[Records from a data collection]
# # # # # # #

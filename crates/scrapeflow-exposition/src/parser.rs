//! Text exposition format grouping.
//!
//! Splits a `/metrics` body into families the way a Prometheus server reads
//! it: `# HELP` and `# TYPE` open (or annotate) a family, and each series
//! line joins the family whose name it equals or extends with a suffix
//! allowed for that family's type (`_bucket`, `_sum`, `_count`, `_total`,
//! `_created`). A series that does not fit the family in progress goes back
//! to an earlier family that claims it, even when unrelated families were
//! exposed in between. Any other series opens an implicit untyped family.
//!
//! Lines are not interpreted here; see [`crate::aggregate`].

use std::collections::HashMap;

/// Series suffixes a typed family may claim.
const SUFFIXES: &[&str] = &["_bucket", "_sum", "_count", "_total", "_created"];

/// A body split into families, in first-seen order.
#[derive(Debug, Clone, Default, PartialEq)]
pub struct Exposition {
    pub families: Vec<ExposedFamily>,
}

/// One family as exposed, with its series still in raw form.
#[derive(Debug, Clone, Default, PartialEq)]
pub struct ExposedFamily {
    pub name: String,
    /// Keyword of the `# TYPE` line, if any.
    pub type_hint: Option<String>,
    /// A second `# TYPE` line that disagreed with the first.
    pub conflicting_type: Option<String>,
    pub help: Option<String>,
    pub series: Vec<ExposedSeries>,
}

/// One series line: its metric name plus the unparsed remainder
/// (`{labels} value [timestamp]`).
#[derive(Debug, Clone, PartialEq)]
pub struct ExposedSeries {
    /// 1-based line number within the body.
    pub line: usize,
    pub name: String,
    pub rest: String,
}

impl ExposedFamily {
    fn new(name: &str) -> Self {
        Self {
            name: name.to_string(),
            ..Default::default()
        }
    }

    /// Whether a series named `series` belongs to this family.
    fn accepts(&self, series: &str) -> bool {
        if series == self.name {
            return true;
        }
        let Some(suffix) = series.strip_prefix(self.name.as_str()) else {
            return false;
        };
        let allowed: &[&str] = match self.type_hint.as_deref().map(str::to_ascii_lowercase).as_deref() {
            Some("histogram") => &["_bucket", "_sum", "_count", "_created"],
            Some("summary") => &["_sum", "_count", "_created"],
            Some("counter") => &["_total", "_created"],
            _ => &[],
        };
        allowed.contains(&suffix)
    }
}

impl Exposition {
    /// The family called `name`, if exposed.
    pub fn family(&self, name: &str) -> Option<&ExposedFamily> {
        self.families.iter().find(|f| f.name == name)
    }
}

/// Group an exposition body into families. Never fails; lines that are
/// neither comments nor series are ignored.
pub fn parse(text: &str) -> Exposition {
    let mut families: Vec<ExposedFamily> = Vec::new();
    let mut index: HashMap<String, usize> = HashMap::new();
    let mut current: Option<usize> = None;

    for (i, raw) in text.lines().enumerate() {
        let line = raw.trim();
        if line.is_empty() {
            continue;
        }

        if let Some(comment) = line.strip_prefix('#') {
            let mut parts = comment.trim_start().splitn(3, char::is_whitespace);
            let keyword = parts.next().unwrap_or_default();
            if keyword != "HELP" && keyword != "TYPE" {
                continue;
            }
            let Some(name) = parts.next().filter(|n| !n.is_empty()) else {
                continue;
            };
            let value = parts.next().unwrap_or_default().trim();

            let idx = *index.entry(name.to_string()).or_insert_with(|| {
                families.push(ExposedFamily::new(name));
                families.len() - 1
            });
            let family = &mut families[idx];
            if keyword == "HELP" {
                family.help = Some(unescape_help(value));
            } else {
                match &family.type_hint {
                    Some(first) if first != value => {
                        family.conflicting_type.get_or_insert_with(|| value.to_string());
                    }
                    Some(_) => {}
                    None => family.type_hint = Some(value.to_string()),
                }
            }
            current = Some(idx);
            continue;
        }

        let name_end = line
            .find(|c: char| c == '{' || c.is_whitespace())
            .unwrap_or(line.len());
        let name = &line[..name_end];
        if name.is_empty() {
            continue;
        }
        let series = ExposedSeries {
            line: i + 1,
            name: name.to_string(),
            rest: line[name_end..].to_string(),
        };

        let idx = match current {
            Some(idx) if families[idx].accepts(name) => idx,
            _ => {
                let idx = match owner(&families, &index, name) {
                    Some(idx) => idx,
                    None => {
                        families.push(ExposedFamily::new(name));
                        index.insert(name.to_string(), families.len() - 1);
                        families.len() - 1
                    }
                };
                current = Some(idx);
                idx
            }
        };
        families[idx].series.push(series);
    }

    Exposition { families }
}

/// An already exposed family that `series` belongs to: the family of that
/// exact name, else the typed family whose name plus a suffix it allows
/// spells `series`.
fn owner(families: &[ExposedFamily], index: &HashMap<String, usize>, series: &str) -> Option<usize> {
    if let Some(&idx) = index.get(series) {
        return Some(idx);
    }
    SUFFIXES
        .iter()
        .filter_map(|suffix| series.strip_suffix(suffix))
        .filter_map(|base| index.get(base).copied())
        .find(|&idx| families[idx].accepts(series))
}

fn unescape_help(text: &str) -> String {
    let mut out = String::with_capacity(text.len());
    let mut chars = text.chars();
    while let Some(c) = chars.next() {
        if c != '\\' {
            out.push(c);
            continue;
        }
        match chars.next() {
            Some('n') => out.push('\n'),
            Some('\\') => out.push('\\'),
            Some(other) => {
                out.push('\\');
                out.push(other);
            }
            None => out.push('\\'),
        }
    }
    out
}
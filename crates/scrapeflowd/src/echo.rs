//! `--debug` result dump.

use scrapeflow_core::ScrapeResult;
use scrapeflow_forward::{Sink, WriteFuture};
use tracing::warn;

/// Prints each result as one JSON line on stdout, then writes it to the
/// wrapped sink.
pub struct EchoSink<S> {
    inner: S,
}

impl<S> EchoSink<S> {
    /// Wrap `inner`.
    pub fn new(inner: S) -> Self {
        Self { inner }
    }
}

impl<S: Sink> Sink for EchoSink<S> {
    fn write<'a>(
        &'a self,
        index: &'a str,
        doc_id: &'a str,
        result: &'a ScrapeResult,
    ) -> WriteFuture<'a> {
        match serde_json::to_string(result) {
            Ok(line) => println!("{line}"),
            Err(e) => warn!(target_id = %result.target_id, error = %e, "cannot render result"),
        }
        self.inner.write(index, doc_id, result)
    }
}
//! scrapeflow-forward — hands scrape results to the durable store.
//!
//! # Architecture
//!
//! ```text
//! Poll workers ──Submitter::submit()──► lane[hash(target_id) % N] (bounded queue)
//!                                          └── one writer task per lane ──► Sink::write()
//! ```
//!
//! - N lanes bound the number of concurrent sink writes to N.
//! - A target always maps to the same lane, so its results are written in
//!   the order they were produced.
//! - A full lane blocks the submitting worker for at most `submit_timeout`;
//!   after that the newest result is dropped and counted.
//! - Write failures are logged and counted; they never reach the worker.

pub mod elasticsearch;
pub mod error;
pub mod forwarder;
pub mod sink;

pub use elasticsearch::{ElasticsearchSink, SinkSettings};
pub use error::SinkError;
pub use forwarder::{Forwarder, ForwarderSettings, ForwarderStats, StatsSnapshot, SubmitOutcome, Submitter};
pub use sink::{Sink, WriteFuture, document_id};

# # # # # # #

> [TASK OBJECTIVE]: Transcribe, in full, each record that appears above.

> [RESPONSE TO THE TASK]:
filename crates/scrapeflow-exposition/src/parser.rs
//! Text exposition format grouping.
//!
//! Splits a `/metrics` body into families the way a Prometheus server reads
//! it: `# HELP` and `# TYPE` open (or annotate) a family, and each series
//! line joins the family whose name it equals or extends with a suffix
//! allowed for that family's type (`_bucket`, `_sum`, `_count`, `_total`,
//! `_created`). A series that does not fit the family in progress goes back
//! to an earlier family that claims it, even when unrelated families were
//! exposed in between. Any other series opens an implicit untyped family.
//!
//! Lines are not interpreted here; see [`crate::aggregate`].

use std::collections::HashMap;

/// Series suffixes a typed family may claim.
const SUFFIXES: &[&str] = &["_bucket", "_sum", "_count", "_total", "_created"];

/// A body split into families, in first-seen order.
#[derive(Debug, Clone, Default, PartialEq)]
pub struct Exposition {
    pub families: Vec<ExposedFamily>,
}

/// One family as exposed, with its series still in raw form.
#[derive(Debug, Clone, Default, PartialEq)]
pub struct ExposedFamily {
    pub name: String,
    /// Keyword of the `# TYPE` line, if any.
    pub type_hint: Option<String>,
    /// A second `# TYPE` line that disagreed with the first.
    pub conflicting_type: Option<String>,
    pub help: Option<String>,
    pub series: Vec<ExposedSeries>,
}

/// One series line: its metric name plus the unparsed remainder
/// (`{labels} value [timestamp]`).
#[derive(Debug, Clone, PartialEq)]
pub struct ExposedSeries {
    /// 1-based line number within the body.
    pub line: usize,
    pub name: String,
    pub rest: String,
}

impl ExposedFamily {
    fn new(name: &str) -> Self {
        Self {
            name: name.to_string(),
            ..Default::default()
        }
    }

    /// Whether a series named `series` belongs to this family.
    fn accepts(&self, series: &str) -> bool {
        if series == self.name {
            return true;
        }
        let Some(suffix) = series.strip_prefix(self.name.as_str()) else {
            return false;
        };
        let allowed: &[&str] = match self.type_hint.as_deref().map(str::to_ascii_lowercase).as_deref() {
            Some("histogram") => &["_bucket", "_sum", "_count", "_created"],
            Some("summary") => &["_sum", "_count", "_created"],
            Some("counter") => &["_total", "_created"],
            _ => &[],
        };
        allowed.contains(&suffix)
    }
}

impl Exposition {
    /// The family called `name`, if exposed.
    pub fn family(&self, name: &str) -> Option<&ExposedFamily> {
        self.families.iter().find(|f| f.name == name)
    }
}

/// Group an exposition body into families. Never fails; lines that are
/// neither comments nor series are ignored.
pub fn parse(text: &str) -> Exposition {
    let mut families: Vec<ExposedFamily> = Vec::new();
    let mut index: HashMap<String, usize> = HashMap::new();
    let mut current: Option<usize> = None;

    for (i, raw) in text.lines().enumerate() {
        let line = raw.trim();
        if line.is_empty() {
            continue;
        }

        if let Some(comment) = line.strip_prefix('#') {
            let mut parts = comment.trim_start().splitn(3, char::is_whitespace);
            let keyword = parts.next().unwrap_or_default();
            if keyword != "HELP" && keyword != "TYPE" {
                continue;
            }
            let Some(name) = parts.next().filter(|n| !n.is_empty()) else {
                continue;
            };
            let value = parts.next().unwrap_or_default().trim();

            let idx = *index.entry(name.to_string()).or_insert_with(|| {
                families.push(ExposedFamily::new(name));
                families.len() - 1
            });
            let family = &mut families[idx];
            if keyword == "HELP" {
                family.help = Some(unescape_help(value));
            } else {
                match &family.type_hint {
                    Some(first) if first != value => {
                        family.conflicting_type.get_or_insert_with(|| value.to_string());
                    }
                    Some(_) => {}
                    None => family.type_hint = Some(value.to_string()),
                }
            }
            current = Some(idx);
            continue;
        }

        let name_end = line
            .find(|c: char| c == '{' || c.is_whitespace())
            .unwrap_or(line.len());
        let name = &line[..name_end];
        if name.is_empty() {
            continue;
        }
        let series = ExposedSeries {
            line: i + 1,
            name: name.to_string(),
            rest: line[name_end..].to_string(),
        };

        let idx = match current {
            Some(idx) if families[idx].accepts(name) => idx,
            _ => {
                let idx = match owner(&families, &index, name) {
                    Some(idx) => idx,
                    None => {
                        families.push(ExposedFamily::new(name));
                        index.insert(name.to_string(), families.len() - 1);
                        families.len() - 1
                    }
                };
                current = Some(idx);
                idx
            }
        };
        families[idx].series.push(series);
    }

    Exposition { families }
}

/// An already exposed family that `series` belongs to: the family of that
/// exact name, else the typed family whose name plus a suffix it allows
/// spells `series`.
fn owner(families: &[ExposedFamily], index: &HashMap<String, usize>, series: &str) -> Option<usize> {
    if let Some(&idx) = index.get(series) {
        return Some(idx);
    }
    SUFFIXES
        .iter()
        .filter_map(|suffix| series.strip_suffix(suffix))
        .filter_map(|base| index.get(base).copied())
        .find(|&idx| families[idx].accepts(series))
}

fn unescape_help(text: &str) -> String {
    let mut out = String::with_capacity(text.len());
    let mut chars = text.chars();
    while let Some(c) = chars.next() {
        if c != '\\' {
            out.push(c);
            continue;
        }
        match chars.next() {
            Some('n') => out.push('\n'),
            Some('\\') => out.push('\\'),
            Some(other) => {
                out.push('\\');
                out.push(other);
            }
            None => out.push('\\'),
        }
    }
    out
}
filename crates/scrapeflowd/src/echo.rs
//! `--debug` result dump.

use scrapeflow_core::ScrapeResult;
use scrapeflow_forward::{Sink, WriteFuture};
use tracing::warn;

/// Prints each result as one JSON line on stdout, then writes it to the
/// wrapped sink.
pub struct EchoSink<S> {
    inner: S,
}

impl<S> EchoSink<S> {
    /// Wrap `inner`.
    pub fn new(inner: S) -> Self {
        Self { inner }
    }
}

impl<S: Sink> Sink for EchoSink<S> {
    fn write<'a>(
        &'a self,
        index: &'a str,
        doc_id: &'a str,
        result: &'a ScrapeResult,
    ) -> WriteFuture<'a> {
        match serde_json::to_string(result) {
            Ok(line) => println!("{line}"),
            Err(e) => warn!(target_id = %result.target_id, error = %e, "cannot render result"),
        }
        self.inner.write(index, doc_id, result)
    }
}
//! scrapeflow-forward — hands scrape results to the durable store.
//!
//! # Architecture
//!
//! ```text
//! Poll workers ──Submitter::submit()──► lane[hash(target_id) % N] (bounded queue)
//!                                          └── one writer task per lane ──► Sink::write()
//! ```
//!
//! - N lanes bound the number of concurrent sink writes to N.
//! - A target always maps to the same lane, so its results are written in
//!   the order they were produced.
//! - A full lane blocks the submitting worker for at most `submit_timeout`;
//!   after that the newest result is dropped and counted.
//! - Write failures are logged and counted; they never reach the worker.

pub mod elasticsearch;
pub mod error;
pub mod forwarder;
pub mod sink;

pub use elasticsearch::{ElasticsearchSink, SinkSettings};
pub use error::SinkError;
pub use forwarder::{Forwarder, ForwarderSettings, ForwarderStats, StatsSnapshot, SubmitOutcome, Submitter};
pub use sink::{Sink, WriteFuture, document_id};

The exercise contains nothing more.